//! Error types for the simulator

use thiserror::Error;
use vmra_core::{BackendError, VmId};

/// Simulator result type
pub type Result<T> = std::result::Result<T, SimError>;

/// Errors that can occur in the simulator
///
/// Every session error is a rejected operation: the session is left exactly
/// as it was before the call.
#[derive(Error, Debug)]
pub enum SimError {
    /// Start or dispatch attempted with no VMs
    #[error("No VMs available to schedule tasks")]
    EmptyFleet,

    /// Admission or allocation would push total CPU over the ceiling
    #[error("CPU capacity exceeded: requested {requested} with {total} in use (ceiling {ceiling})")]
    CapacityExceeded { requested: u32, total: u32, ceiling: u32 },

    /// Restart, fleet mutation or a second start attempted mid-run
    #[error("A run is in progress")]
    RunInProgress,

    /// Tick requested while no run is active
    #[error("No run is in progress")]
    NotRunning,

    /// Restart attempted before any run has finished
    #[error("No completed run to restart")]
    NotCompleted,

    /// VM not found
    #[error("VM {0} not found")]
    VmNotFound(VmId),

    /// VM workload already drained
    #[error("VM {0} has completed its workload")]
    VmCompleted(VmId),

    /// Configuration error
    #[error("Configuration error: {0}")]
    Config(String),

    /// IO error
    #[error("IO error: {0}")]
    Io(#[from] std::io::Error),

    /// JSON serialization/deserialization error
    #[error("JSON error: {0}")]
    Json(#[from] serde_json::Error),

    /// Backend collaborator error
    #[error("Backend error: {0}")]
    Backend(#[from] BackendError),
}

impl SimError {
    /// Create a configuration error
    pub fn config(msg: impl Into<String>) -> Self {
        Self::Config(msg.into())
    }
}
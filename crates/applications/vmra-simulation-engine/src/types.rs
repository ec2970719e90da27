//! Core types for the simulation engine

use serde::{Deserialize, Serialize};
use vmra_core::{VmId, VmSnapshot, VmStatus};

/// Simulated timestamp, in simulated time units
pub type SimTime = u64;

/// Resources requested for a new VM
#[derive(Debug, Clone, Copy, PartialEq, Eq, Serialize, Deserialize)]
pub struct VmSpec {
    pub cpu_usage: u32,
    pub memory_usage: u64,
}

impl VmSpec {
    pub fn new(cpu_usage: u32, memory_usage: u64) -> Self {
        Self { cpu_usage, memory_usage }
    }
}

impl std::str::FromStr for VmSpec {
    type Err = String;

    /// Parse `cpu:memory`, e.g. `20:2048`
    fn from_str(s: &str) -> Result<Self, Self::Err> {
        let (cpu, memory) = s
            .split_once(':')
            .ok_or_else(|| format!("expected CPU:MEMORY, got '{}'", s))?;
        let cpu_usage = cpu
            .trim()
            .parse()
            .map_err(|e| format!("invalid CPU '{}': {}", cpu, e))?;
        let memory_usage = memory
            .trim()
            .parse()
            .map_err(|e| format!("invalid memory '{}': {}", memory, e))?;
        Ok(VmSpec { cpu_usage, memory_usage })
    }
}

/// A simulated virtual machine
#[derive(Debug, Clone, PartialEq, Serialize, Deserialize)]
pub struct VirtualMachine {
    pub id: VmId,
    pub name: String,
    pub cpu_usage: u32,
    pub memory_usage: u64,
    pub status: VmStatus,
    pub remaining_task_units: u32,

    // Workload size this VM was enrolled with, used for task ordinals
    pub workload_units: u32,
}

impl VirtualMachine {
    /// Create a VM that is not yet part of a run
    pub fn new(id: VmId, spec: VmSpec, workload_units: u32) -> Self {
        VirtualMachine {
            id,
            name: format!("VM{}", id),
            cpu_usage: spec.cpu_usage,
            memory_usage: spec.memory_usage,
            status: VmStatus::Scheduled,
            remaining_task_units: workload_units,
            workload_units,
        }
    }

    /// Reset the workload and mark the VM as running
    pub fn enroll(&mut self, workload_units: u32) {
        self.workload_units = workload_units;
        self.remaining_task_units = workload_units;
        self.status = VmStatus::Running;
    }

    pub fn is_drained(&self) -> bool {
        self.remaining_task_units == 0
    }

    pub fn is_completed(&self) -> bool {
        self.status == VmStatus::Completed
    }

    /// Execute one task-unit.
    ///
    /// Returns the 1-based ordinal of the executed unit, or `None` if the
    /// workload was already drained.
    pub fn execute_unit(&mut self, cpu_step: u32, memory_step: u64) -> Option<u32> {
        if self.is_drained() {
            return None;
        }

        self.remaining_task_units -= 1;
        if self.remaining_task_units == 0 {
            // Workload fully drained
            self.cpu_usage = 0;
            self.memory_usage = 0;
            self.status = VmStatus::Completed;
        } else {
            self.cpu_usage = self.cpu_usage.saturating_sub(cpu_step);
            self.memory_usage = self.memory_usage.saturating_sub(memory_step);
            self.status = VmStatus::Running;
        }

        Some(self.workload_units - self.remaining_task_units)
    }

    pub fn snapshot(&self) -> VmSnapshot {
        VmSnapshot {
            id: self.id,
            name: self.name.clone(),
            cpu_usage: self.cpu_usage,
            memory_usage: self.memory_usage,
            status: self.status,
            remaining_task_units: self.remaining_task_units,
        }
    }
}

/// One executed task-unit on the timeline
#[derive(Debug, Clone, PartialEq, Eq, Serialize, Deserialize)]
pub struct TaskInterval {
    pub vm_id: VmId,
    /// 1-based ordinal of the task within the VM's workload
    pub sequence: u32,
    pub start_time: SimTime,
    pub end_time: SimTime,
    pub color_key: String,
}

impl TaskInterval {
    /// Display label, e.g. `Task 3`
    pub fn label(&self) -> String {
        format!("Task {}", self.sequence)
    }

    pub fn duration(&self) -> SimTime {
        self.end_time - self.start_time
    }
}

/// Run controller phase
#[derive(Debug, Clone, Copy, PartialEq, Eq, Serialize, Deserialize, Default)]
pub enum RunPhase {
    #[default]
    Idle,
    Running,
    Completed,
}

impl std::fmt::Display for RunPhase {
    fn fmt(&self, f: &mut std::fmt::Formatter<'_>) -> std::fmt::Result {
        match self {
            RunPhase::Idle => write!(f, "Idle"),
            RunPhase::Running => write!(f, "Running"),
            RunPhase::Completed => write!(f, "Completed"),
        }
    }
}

===============

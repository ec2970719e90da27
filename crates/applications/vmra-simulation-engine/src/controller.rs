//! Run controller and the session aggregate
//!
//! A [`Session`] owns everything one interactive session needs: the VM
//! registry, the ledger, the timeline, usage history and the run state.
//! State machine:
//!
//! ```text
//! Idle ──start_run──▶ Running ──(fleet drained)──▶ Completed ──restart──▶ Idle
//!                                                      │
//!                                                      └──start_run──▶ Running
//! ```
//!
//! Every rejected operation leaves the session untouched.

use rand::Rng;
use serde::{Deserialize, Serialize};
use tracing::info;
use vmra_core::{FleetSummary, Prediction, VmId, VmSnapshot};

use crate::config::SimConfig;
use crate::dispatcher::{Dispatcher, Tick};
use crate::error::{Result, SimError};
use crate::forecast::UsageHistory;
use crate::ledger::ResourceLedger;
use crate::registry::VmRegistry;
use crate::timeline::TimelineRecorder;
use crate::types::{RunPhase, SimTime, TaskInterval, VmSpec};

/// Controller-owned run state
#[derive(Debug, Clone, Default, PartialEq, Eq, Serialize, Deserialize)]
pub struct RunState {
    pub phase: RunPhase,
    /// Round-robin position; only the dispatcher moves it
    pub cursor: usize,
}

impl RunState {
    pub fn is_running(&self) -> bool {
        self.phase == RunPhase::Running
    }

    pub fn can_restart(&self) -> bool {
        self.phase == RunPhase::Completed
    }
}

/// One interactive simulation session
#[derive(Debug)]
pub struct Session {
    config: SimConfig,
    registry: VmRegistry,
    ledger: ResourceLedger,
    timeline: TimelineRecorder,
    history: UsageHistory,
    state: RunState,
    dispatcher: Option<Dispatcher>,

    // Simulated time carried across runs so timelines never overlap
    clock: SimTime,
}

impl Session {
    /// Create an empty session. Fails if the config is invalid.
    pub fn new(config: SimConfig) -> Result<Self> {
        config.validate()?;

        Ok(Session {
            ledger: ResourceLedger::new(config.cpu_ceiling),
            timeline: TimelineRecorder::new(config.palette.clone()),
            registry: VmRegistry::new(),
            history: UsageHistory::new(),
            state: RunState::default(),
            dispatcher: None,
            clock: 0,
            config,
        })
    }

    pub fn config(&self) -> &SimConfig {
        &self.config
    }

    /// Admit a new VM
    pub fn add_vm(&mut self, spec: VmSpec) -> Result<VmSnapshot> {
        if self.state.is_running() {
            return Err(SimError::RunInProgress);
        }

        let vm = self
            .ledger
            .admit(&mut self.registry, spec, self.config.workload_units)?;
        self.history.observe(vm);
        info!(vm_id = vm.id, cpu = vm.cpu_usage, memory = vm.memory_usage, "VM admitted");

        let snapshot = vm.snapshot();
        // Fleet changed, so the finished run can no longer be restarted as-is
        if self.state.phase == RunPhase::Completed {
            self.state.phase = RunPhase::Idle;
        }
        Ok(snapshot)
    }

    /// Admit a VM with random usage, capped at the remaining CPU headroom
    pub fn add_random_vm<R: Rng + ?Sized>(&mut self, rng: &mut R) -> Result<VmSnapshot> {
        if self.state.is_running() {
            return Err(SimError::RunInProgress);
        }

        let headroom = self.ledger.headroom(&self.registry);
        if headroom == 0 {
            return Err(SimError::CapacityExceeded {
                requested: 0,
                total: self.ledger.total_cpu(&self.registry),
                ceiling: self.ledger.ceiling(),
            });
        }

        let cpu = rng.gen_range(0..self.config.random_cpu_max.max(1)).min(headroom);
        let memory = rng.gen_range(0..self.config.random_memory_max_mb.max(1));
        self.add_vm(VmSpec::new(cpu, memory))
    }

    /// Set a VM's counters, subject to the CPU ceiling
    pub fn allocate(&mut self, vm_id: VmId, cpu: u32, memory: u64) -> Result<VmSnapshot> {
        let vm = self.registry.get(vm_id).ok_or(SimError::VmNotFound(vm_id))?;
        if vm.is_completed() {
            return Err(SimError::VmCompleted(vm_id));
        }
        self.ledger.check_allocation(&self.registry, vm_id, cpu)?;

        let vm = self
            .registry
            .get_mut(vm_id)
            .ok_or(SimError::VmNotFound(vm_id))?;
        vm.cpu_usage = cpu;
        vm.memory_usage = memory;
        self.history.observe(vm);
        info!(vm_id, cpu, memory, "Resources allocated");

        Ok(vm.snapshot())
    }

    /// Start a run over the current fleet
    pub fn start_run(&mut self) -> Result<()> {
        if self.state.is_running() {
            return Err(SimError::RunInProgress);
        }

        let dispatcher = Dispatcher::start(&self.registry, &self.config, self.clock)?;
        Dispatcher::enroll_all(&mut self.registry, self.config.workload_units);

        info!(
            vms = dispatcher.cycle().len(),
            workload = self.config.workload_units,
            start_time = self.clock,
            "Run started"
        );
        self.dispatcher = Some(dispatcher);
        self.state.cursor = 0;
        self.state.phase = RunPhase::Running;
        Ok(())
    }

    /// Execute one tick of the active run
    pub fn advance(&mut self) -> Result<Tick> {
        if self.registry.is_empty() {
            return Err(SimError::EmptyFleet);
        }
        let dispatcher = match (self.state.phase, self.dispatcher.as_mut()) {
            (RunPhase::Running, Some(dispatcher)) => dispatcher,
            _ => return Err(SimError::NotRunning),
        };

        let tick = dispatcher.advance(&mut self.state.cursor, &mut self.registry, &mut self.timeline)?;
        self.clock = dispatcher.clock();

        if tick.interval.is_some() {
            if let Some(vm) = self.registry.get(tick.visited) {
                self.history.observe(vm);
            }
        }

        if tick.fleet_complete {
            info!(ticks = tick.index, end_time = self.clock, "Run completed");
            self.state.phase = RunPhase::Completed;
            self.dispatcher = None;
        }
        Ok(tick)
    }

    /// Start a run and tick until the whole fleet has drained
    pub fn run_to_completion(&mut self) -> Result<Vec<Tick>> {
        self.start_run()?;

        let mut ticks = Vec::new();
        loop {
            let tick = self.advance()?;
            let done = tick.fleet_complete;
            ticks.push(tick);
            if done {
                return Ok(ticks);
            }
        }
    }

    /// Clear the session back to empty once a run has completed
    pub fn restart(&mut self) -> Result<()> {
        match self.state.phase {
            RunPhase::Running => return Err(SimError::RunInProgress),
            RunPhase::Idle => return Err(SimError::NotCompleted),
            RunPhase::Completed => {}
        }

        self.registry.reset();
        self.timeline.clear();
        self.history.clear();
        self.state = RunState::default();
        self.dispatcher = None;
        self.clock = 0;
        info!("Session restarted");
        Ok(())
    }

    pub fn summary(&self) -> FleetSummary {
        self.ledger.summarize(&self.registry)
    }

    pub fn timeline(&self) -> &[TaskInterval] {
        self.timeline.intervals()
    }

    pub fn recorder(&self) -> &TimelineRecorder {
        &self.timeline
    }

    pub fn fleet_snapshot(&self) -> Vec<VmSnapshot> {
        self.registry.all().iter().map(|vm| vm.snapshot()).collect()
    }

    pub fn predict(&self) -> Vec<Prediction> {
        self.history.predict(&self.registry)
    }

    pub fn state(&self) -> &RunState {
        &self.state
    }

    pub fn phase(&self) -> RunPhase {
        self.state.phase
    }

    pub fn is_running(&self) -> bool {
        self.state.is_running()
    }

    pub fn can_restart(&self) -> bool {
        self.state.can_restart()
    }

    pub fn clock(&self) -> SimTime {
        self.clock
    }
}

===============

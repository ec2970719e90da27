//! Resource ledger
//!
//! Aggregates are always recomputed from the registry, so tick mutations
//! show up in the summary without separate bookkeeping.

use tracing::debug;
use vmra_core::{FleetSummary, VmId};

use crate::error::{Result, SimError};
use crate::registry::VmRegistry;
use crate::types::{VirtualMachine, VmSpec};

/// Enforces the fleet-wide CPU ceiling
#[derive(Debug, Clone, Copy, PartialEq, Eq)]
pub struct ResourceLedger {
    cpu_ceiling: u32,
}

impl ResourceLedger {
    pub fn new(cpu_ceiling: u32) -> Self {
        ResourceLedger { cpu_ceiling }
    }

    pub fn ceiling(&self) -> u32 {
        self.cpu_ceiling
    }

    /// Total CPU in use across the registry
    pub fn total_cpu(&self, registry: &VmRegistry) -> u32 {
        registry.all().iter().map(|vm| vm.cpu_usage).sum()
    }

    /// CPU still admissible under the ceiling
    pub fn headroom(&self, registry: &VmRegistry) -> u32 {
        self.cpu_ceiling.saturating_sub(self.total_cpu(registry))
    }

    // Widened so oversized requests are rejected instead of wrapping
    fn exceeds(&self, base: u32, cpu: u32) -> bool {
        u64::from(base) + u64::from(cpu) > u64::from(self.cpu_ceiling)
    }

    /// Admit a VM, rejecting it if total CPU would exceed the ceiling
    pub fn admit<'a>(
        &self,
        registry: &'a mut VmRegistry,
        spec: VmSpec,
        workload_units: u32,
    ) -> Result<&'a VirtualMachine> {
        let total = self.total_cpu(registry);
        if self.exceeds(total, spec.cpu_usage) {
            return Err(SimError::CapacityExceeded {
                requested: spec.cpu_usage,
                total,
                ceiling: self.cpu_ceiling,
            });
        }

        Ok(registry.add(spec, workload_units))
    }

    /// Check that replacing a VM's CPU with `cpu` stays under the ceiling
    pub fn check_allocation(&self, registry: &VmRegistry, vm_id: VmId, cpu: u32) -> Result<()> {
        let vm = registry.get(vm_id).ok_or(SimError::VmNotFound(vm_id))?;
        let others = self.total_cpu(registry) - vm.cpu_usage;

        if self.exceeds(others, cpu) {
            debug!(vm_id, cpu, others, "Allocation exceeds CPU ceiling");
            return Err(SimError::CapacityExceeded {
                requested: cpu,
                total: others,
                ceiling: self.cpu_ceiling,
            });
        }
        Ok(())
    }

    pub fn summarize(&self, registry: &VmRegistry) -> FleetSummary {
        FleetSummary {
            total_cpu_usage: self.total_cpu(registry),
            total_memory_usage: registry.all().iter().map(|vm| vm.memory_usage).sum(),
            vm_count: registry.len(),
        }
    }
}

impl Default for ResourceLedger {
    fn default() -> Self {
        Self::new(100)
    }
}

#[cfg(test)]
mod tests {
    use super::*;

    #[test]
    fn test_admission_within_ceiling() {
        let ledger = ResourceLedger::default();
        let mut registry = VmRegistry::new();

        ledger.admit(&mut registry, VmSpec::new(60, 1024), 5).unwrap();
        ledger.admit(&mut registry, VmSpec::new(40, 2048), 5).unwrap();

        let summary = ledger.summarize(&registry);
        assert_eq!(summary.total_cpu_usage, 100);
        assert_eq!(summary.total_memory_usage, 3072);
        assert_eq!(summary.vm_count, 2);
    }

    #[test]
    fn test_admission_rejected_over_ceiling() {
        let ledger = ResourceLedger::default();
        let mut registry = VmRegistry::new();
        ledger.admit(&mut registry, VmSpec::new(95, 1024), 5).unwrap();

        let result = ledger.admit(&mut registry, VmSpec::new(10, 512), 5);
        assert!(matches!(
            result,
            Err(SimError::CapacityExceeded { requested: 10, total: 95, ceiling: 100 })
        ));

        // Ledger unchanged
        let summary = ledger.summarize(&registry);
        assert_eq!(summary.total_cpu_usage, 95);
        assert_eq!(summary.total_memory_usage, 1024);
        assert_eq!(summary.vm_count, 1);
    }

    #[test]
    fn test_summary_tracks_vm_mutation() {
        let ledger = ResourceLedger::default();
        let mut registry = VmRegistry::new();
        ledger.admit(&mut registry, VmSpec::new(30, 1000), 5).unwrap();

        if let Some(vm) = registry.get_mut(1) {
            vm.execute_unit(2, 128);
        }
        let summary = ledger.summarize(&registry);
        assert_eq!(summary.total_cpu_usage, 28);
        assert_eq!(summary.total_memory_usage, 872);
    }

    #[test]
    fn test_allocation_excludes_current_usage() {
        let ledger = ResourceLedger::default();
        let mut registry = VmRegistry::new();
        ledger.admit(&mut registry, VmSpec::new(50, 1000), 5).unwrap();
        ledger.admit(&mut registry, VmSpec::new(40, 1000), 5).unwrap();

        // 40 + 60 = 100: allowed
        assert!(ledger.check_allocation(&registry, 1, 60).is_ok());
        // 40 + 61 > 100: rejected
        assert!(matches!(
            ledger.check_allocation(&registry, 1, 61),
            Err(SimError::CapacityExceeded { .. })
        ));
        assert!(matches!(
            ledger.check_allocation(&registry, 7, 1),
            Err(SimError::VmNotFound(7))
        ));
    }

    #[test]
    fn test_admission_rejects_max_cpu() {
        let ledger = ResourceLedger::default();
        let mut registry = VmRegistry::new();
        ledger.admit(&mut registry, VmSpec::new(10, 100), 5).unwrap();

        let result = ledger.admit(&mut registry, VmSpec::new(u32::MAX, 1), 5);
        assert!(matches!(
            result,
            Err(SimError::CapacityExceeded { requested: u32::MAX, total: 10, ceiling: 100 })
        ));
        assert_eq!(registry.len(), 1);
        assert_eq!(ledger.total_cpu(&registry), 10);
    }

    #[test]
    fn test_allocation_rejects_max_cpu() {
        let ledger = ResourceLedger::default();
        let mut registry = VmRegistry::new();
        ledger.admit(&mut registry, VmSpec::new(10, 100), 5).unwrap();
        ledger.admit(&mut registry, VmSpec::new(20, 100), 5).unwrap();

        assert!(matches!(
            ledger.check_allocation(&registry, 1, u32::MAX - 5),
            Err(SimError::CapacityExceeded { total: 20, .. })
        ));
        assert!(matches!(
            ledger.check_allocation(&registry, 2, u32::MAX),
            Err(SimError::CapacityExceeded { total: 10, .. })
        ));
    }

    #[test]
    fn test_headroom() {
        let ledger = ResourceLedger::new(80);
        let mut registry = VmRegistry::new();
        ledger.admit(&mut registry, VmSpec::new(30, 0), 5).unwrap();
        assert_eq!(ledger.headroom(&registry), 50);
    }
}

===============

Which lines of the material contain the string "advance"? List each of them.

    pub fn advance(&mut self) -> Result<Tick> {
        let tick = dispatcher.advance(&mut self.state.cursor, &mut self.registry, &mut self.timeline)?;
            let tick = self.advance()?;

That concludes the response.